Our patient lived for almost 8 years after being diagnosed with GBM. As noted above, the average survival for patients with GBM is 14 to 20 months. The reason for her longevity is ultimately unknown, but we can consider the long time on TMZ, her MGMT promoter hypermethylation status, and her participation in the clinical trial as possibilities. Her quality of life was reasonable, although her performance status was less so, with dysarthria and weakness in her right arm and leg. During this time, she was exposed to 2 years of TMZ and 4 months of lomustine, both of which are alkylators. Mogamulizumab is reported to cause myelosuppression. Notably, this patient received this medication for approximately 4 years. The medication could have contributed to the development of the AML, or may have contributed to her living long enough to get AML, or both.

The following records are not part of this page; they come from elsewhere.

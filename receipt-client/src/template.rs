//! Receipt template cache and fetcher

use std::sync::Arc;
use std::time::Duration;

use serde::Deserialize;
use serde_json::Value;
use shared::models::ReceiptTemplate;
use tokio::sync::RwLock;
use tracing::{debug, info, instrument, warn};

use crate::http::{HttpClient, with_timeout};
use crate::{ClientError, ClientResult};

/// Template collection endpoint of the configuration API
pub const TEMPLATE_PATH: &str = "api/v1/receipt/template/";

/// Active template cache
///
/// Filled once, kept until explicitly invalidated. Clones share the slot.
#[derive(Debug, Clone, Default)]
pub struct TemplateCache {
    inner: Arc<RwLock<Option<Arc<ReceiptTemplate>>>>,
}

impl TemplateCache {
    pub fn new() -> Self {
        Self::default()
    }

    pub async fn get(&self) -> Option<Arc<ReceiptTemplate>> {
        self.inner.read().await.clone()
    }

    pub async fn set(&self, template: Arc<ReceiptTemplate>) {
        *self.inner.write().await = Some(template);
    }

    /// Drop the cached template; the next fetch goes to the network
    pub async fn invalidate(&self) {
        *self.inner.write().await = None;
    }

    pub async fn is_empty(&self) -> bool {
        self.inner.read().await.is_none()
    }
}

/// Fetches the active receipt template from the configuration API
#[derive(Debug, Clone)]
pub struct TemplateFetcher<C> {
    http: C,
    cache: TemplateCache,
    timeout: Duration,
}

impl<C: HttpClient> TemplateFetcher<C> {
    pub fn new(http: C, timeout: Duration) -> Self {
        Self {
            http,
            cache: TemplateCache::new(),
            timeout,
        }
    }

    pub fn cache(&self) -> &TemplateCache {
        &self.cache
    }

    /// Active template, from cache when available
    ///
    /// `Ok(None)` means the API has no template flagged `is_used`; that is
    /// an expected state, not a failure. Concurrent first calls may each
    /// reach the network.
    #[instrument(skip(self))]
    pub async fn fetch(&self) -> ClientResult<Option<Arc<ReceiptTemplate>>> {
        if let Some(template) = self.cache.get().await {
            debug!(template_id = template.id, "Using cached receipt template");
            return Ok(Some(template));
        }

        let response = with_timeout(self.timeout, self.http.get(TEMPLATE_PATH)).await?;
        if !response.is_success() {
            return Err(ClientError::Fetch {
                status: response.status.as_u16(),
                text: response.status_text().to_string(),
            });
        }

        // Entries stay undecoded until one is selected
        let entries: Vec<Value> = response.json()?;
        for entry in &entries {
            debug!(
                template_id = %entry.get("id").unwrap_or(&serde_json::Value::Null),
                name = %entry.get("name").unwrap_or(&serde_json::Value::Null),
                is_used = %entry.get("is_used").unwrap_or(&serde_json::Value::Null),
                "Fetched receipt template"
            );
        }

        let Some(entry) = ReceiptTemplate::select_active(&entries) else {
            let listing = entries
                .iter()
                .map(|entry| {
                    format!(
                        "{} (is_used={})",
                        entry.get("name").unwrap_or(&Value::Null),
                        entry.get("is_used").unwrap_or(&Value::Null)
                    )
                })
                .collect::<Vec<_>>()
                .join(", ");
            warn!(templates = %listing, "No active receipt template");
            return Ok(None);
        };

        let active = ReceiptTemplate::deserialize(entry)
            .map_err(|e| ClientError::InvalidResponse(format!("active receipt template: {e}")))?;

        for component in active.active_components() {
            debug!(
                id = %component.id,
                kind = %component.kind,
                order = component.order,
                "Template component"
            );
        }

        let active = Arc::new(active);
        self.cache.set(active.clone()).await;
        info!(template_id = active.id, name = %active.name, "Receipt template cached");
        Ok(Some(active))
    }

    pub async fn invalidate(&self) {
        self.cache.invalidate().await;
    }
}
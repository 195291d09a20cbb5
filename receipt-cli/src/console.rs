//! Terminal rendering of print notifications

use receipt_client::InMemorySurface;
use receipt_client::notify::{Notification, NotificationId, NotificationKind, NotificationSurface};

/// Prints each notification once; removals only update the in-memory view
#[derive(Debug, Clone, Default)]
pub struct ConsoleSurface {
    inner: InMemorySurface,
}

impl ConsoleSurface {
    pub fn new() -> Self {
        Self::default()
    }
}

/// One line per notification; error detail goes on the second line
pub fn render(notification: &Notification) -> String {
    let marker = match notification.kind {
        NotificationKind::Success => "[OK]",
        NotificationKind::Error => "[ERROR]",
    };
    let mut out = format!("{} {}: {}", marker, notification.title, notification.message);
    if let Some(detail) = &notification.detail {
        out.push_str("\n        ");
        out.push_str(detail);
    }
    out
}

impl NotificationSurface for ConsoleSurface {
    fn insert(&self, notification: Notification) {
        match notification.kind {
            NotificationKind::Success => println!("{}", render(&notification)),
            NotificationKind::Error => eprintln!("{}", render(&notification)),
        }
        self.inner.insert(notification);
    }

    fn remove(&self, id: NotificationId) -> bool {
        self.inner.remove(id)
    }
}
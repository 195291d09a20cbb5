//! Sale and shift-closure receipt services
//!
//! Thin orchestration over [`TemplateFetcher`] and [`PrintBridge`]. The
//! `print_with_fallback` variants never fail: they fold the result into a
//! [`PrintOutcome`] ready for the notification presenter.

use std::sync::Arc;

use shared::models::{
    HealthStatus, PrintOutcome, PrintServiceResponse, ReceiptTemplate, SaleData, ShiftClosureData,
};
use tracing::{error, info, instrument, warn};

use crate::bridge::PrintBridge;
use crate::http::HttpClient;
use crate::template::TemplateFetcher;
use crate::{ClientError, ClientResult};

/// Operator-facing texts
pub mod messages {
    pub const SALE_PRINTED: &str = "Чек напечатан на термопринтере H-58C";
    pub const SALE_PRINT_FAILED: &str = "Не удалось напечатать чек на термопринтере";
    pub const SHIFT_PRINTED: &str = "Отчёт о закрытии смены напечатан на термопринтере H-58C";
    pub const SHIFT_PRINT_FAILED: &str = "Не удалось напечатать отчёт о закрытии смены";
    pub const TEST_PRINTED: &str = "Тестовый чек напечатан";
    pub const TEST_PRINT_FAILED: &str = "Не удалось напечатать тестовый чек";
}

fn fold_outcome<T>(result: ClientResult<T>, success: &str, failure: &str) -> PrintOutcome {
    match result {
        Ok(_) => PrintOutcome::thermal(success),
        Err(e) => PrintOutcome::failed(failure, e.to_string()),
    }
}

/// Sale receipt printing (requires an active template)
#[derive(Debug, Clone)]
pub struct SaleReceiptService<C> {
    templates: TemplateFetcher<C>,
    bridge: PrintBridge<C>,
}

impl<C: HttpClient> SaleReceiptService<C> {
    pub fn new(templates: TemplateFetcher<C>, bridge: PrintBridge<C>) -> Self {
        Self { templates, bridge }
    }

    pub fn templates(&self) -> &TemplateFetcher<C> {
        &self.templates
    }

    /// Active template (cached after the first successful fetch)
    pub async fn active_template(&self) -> ClientResult<Option<Arc<ReceiptTemplate>>> {
        self.templates.fetch().await
    }

    pub async fn check_printer(&self) -> ClientResult<HealthStatus> {
        self.bridge.health().await
    }

    /// One dispatch attempt
    #[instrument(skip_all, fields(sale_id = ?sale.id()))]
    pub async fn print_sale_receipt(&self, sale: &SaleData) -> ClientResult<PrintServiceResponse> {
        let template = self.templates.fetch().await?.ok_or(ClientError::NoTemplate)?;
        let prepared = template.prepared();
        self.bridge.print_sale(sale, &prepared).await
    }

    pub async fn print_with_fallback(&self, sale: &SaleData) -> PrintOutcome {
        let result = self.print_sale_receipt(sale).await;
        if let Err(e) = &result {
            error!(error = %e, "Sale receipt print failed");
        }
        fold_outcome(result, messages::SALE_PRINTED, messages::SALE_PRINT_FAILED)
    }

    /// Health probe followed by the bridge's test page
    #[instrument(skip(self))]
    pub async fn test_print(&self) -> ClientResult<PrintServiceResponse> {
        let health = self.bridge.health().await?;
        if !health.printer_ready() {
            warn!(status = ?health.status(), "Printer reports not ready, sending test page anyway");
        }
        let response = self.bridge.test_print().await?;
        info!(message = ?response.message(), "Test receipt printed");
        Ok(response)
    }

    pub async fn test_print_outcome(&self) -> PrintOutcome {
        fold_outcome(
            self.test_print().await,
            messages::TEST_PRINTED,
            messages::TEST_PRINT_FAILED,
        )
    }
}

/// Shift-closure receipt printing
///
/// Never consults the template; the bridge formats shift reports itself.
#[derive(Debug, Clone)]
pub struct ShiftClosureReceiptService<C> {
    bridge: PrintBridge<C>,
}

impl<C: HttpClient> ShiftClosureReceiptService<C> {
    pub fn new(bridge: PrintBridge<C>) -> Self {
        Self { bridge }
    }

    pub async fn check_printer(&self) -> ClientResult<HealthStatus> {
        self.bridge.health().await
    }

    pub async fn print_shift_closure_receipt(
        &self,
        shift: &ShiftClosureData,
    ) -> ClientResult<PrintServiceResponse> {
        self.bridge.print_shift_closure(shift).await
    }

    pub async fn print_with_fallback(&self, shift: &ShiftClosureData) -> PrintOutcome {
        let result = self.print_shift_closure_receipt(shift).await;
        if let Err(e) = &result {
            error!(error = %e, "Shift closure receipt print failed");
        }
        fold_outcome(result, messages::SHIFT_PRINTED, messages::SHIFT_PRINT_FAILED)
    }
}

#[cfg(test)]
mod tests {
    use super::*;
    use shared::models::PrintMethod;
    use std::time::Duration;

    #[test]
    fn test_fold_success() {
        let outcome = fold_outcome::<()>(Ok(()), "ok", "bad");
        assert!(outcome.success);
        assert_eq!(outcome.method, PrintMethod::Thermal);
        assert_eq!(outcome.message, "ok");
        assert!(outcome.error.is_none());
    }

    #[test]
    fn test_fold_failure_keeps_error_text() {
        let outcome = fold_outcome::<()>(
            Err(ClientError::Timeout(Duration::from_secs(10))),
            "ok",
            "bad",
        );
        assert!(!outcome.success);
        assert_eq!(outcome.method, PrintMethod::Failed);
        assert_eq!(outcome.message, "bad");
        assert_eq!(outcome.error.as_deref(), Some("Request timed out after 10s"));
    }
}
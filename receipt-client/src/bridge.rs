//! Print bridge client
//!
//! Talks to the local print daemon that owns the thermal printer:
//! - `GET /health` readiness probe
//! - `POST /print-sale-receipt` sale data + template
//! - `POST /print-shift-closure` shift data only
//! - `POST /test-print` built-in test page
//!
//! Every call is a single attempt; nothing is retried here.

use std::time::Duration;

use shared::models::{
    BridgeErrorBody, HealthStatus, PrintServiceResponse, ReceiptTemplate, SaleData,
    SaleReceiptJob, ShiftClosureData,
};
use tracing::{info, instrument, warn};

use crate::http::{HttpClient, HttpResponse, with_timeout};
use crate::{ClientError, ClientResult};

pub const HEALTH_PATH: &str = "health";
pub const PRINT_SALE_PATH: &str = "print-sale-receipt";
pub const PRINT_SHIFT_PATH: &str = "print-shift-closure";
pub const TEST_PRINT_PATH: &str = "test-print";

#[derive(Debug, Clone)]
pub struct PrintBridge<C> {
    http: C,
    health_timeout: Duration,
    print_timeout: Duration,
}

impl<C: HttpClient> PrintBridge<C> {
    pub fn new(http: C, health_timeout: Duration, print_timeout: Duration) -> Self {
        Self {
            http,
            health_timeout,
            print_timeout,
        }
    }

    /// Readiness probe
    ///
    /// Any failure (timeout, refused connection, non-success status, body
    /// that is not JSON) is reported as `ServiceUnavailable`.
    #[instrument(skip(self))]
    pub async fn health(&self) -> ClientResult<HealthStatus> {
        let response = match with_timeout(self.health_timeout, self.http.get(HEALTH_PATH)).await {
            Ok(response) => response,
            Err(e) => {
                warn!(error = %e, "Print bridge health check failed");
                return Err(ClientError::ServiceUnavailable {
                    timed_out: e.is_timeout(),
                    reason: e.to_string(),
                });
            }
        };

        if !response.is_success() {
            warn!(status = response.status.as_u16(), "Print bridge unhealthy");
            return Err(ClientError::ServiceUnavailable {
                reason: response.status_line(),
                timed_out: false,
            });
        }

        let health: HealthStatus = match response.json() {
            Ok(health) => health,
            Err(e) => {
                warn!(error = %e, "Print bridge health body unreadable");
                return Err(ClientError::ServiceUnavailable {
                    reason: e.to_string(),
                    timed_out: false,
                });
            }
        };
        info!(
            status = ?health.status(),
            printer_ready = health.printer_ready(),
            "Print bridge healthy"
        );
        Ok(health)
    }

    #[instrument(skip_all, fields(sale_id = ?sale.id(), template_id = template.id))]
    pub async fn print_sale(
        &self,
        sale: &SaleData,
        template: &ReceiptTemplate,
    ) -> ClientResult<PrintServiceResponse> {
        let job = SaleReceiptJob {
            sale_data: sale,
            template,
        };
        let response =
            with_timeout(self.print_timeout, self.http.post(PRINT_SALE_PATH, &job)).await?;
        Self::into_print_response(response)
    }

    #[instrument(skip_all, fields(shift_id = ?shift.id()))]
    pub async fn print_shift_closure(
        &self,
        shift: &ShiftClosureData,
    ) -> ClientResult<PrintServiceResponse> {
        let response =
            with_timeout(self.print_timeout, self.http.post(PRINT_SHIFT_PATH, shift)).await?;
        Self::into_print_response(response)
    }

    #[instrument(skip(self))]
    pub async fn test_print(&self) -> ClientResult<PrintServiceResponse> {
        let response =
            with_timeout(self.print_timeout, self.http.post_empty(TEST_PRINT_PATH)).await?;
        Self::into_print_response(response)
    }

    fn into_print_response(response: HttpResponse) -> ClientResult<PrintServiceResponse> {
        if !response.is_success() {
            let message = serde_json::from_slice::<BridgeErrorBody>(&response.body)
                .ok()
                .and_then(|body| body.error)
                .unwrap_or_else(|| response.status_line());
            warn!(status = response.status.as_u16(), error = %message, "Print bridge rejected job");
            return Err(ClientError::PrintService(message));
        }

        let body: PrintServiceResponse = response.json()?;
        info!(message = ?body.message(), "Print job accepted");
        Ok(body)
    }
}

The clinical tension between OS and quality of life can be complimentary, indifferent, or in opposition to each other in patients receiving treatment for incurable cancers. This patient demonstrates a ~6-year prolongation of OS compared with historical controls and was on treatment for most of that time. When she was diagnosed with AML, it was a simple decision to pursue hospice care due to the futility of treating her leukemia. We propose that despite developing a secondary AML, she benefited from the aggressive therapy she received, as she had a relatively long length of life, and a good quality of life for most of the ~8 years. It should be noted that multiple randomized trials have shown minimal benefit of 6 versus 12 months of TMZ.^17-19 However, there are a number of institutions that treat their patient with 12 months of adjuvant TMZ.

The focus of treatment for GBM moving forward seems to be on vaccines and tumor immune environmental changing treatments and less on chemotherapy.

Conclusion

This case report is noteworthy for the patient’s extended survival despite her diagnosis of GBM. Patient was able to tolerate treatment that not only increased her survival but also impacted her quality of life.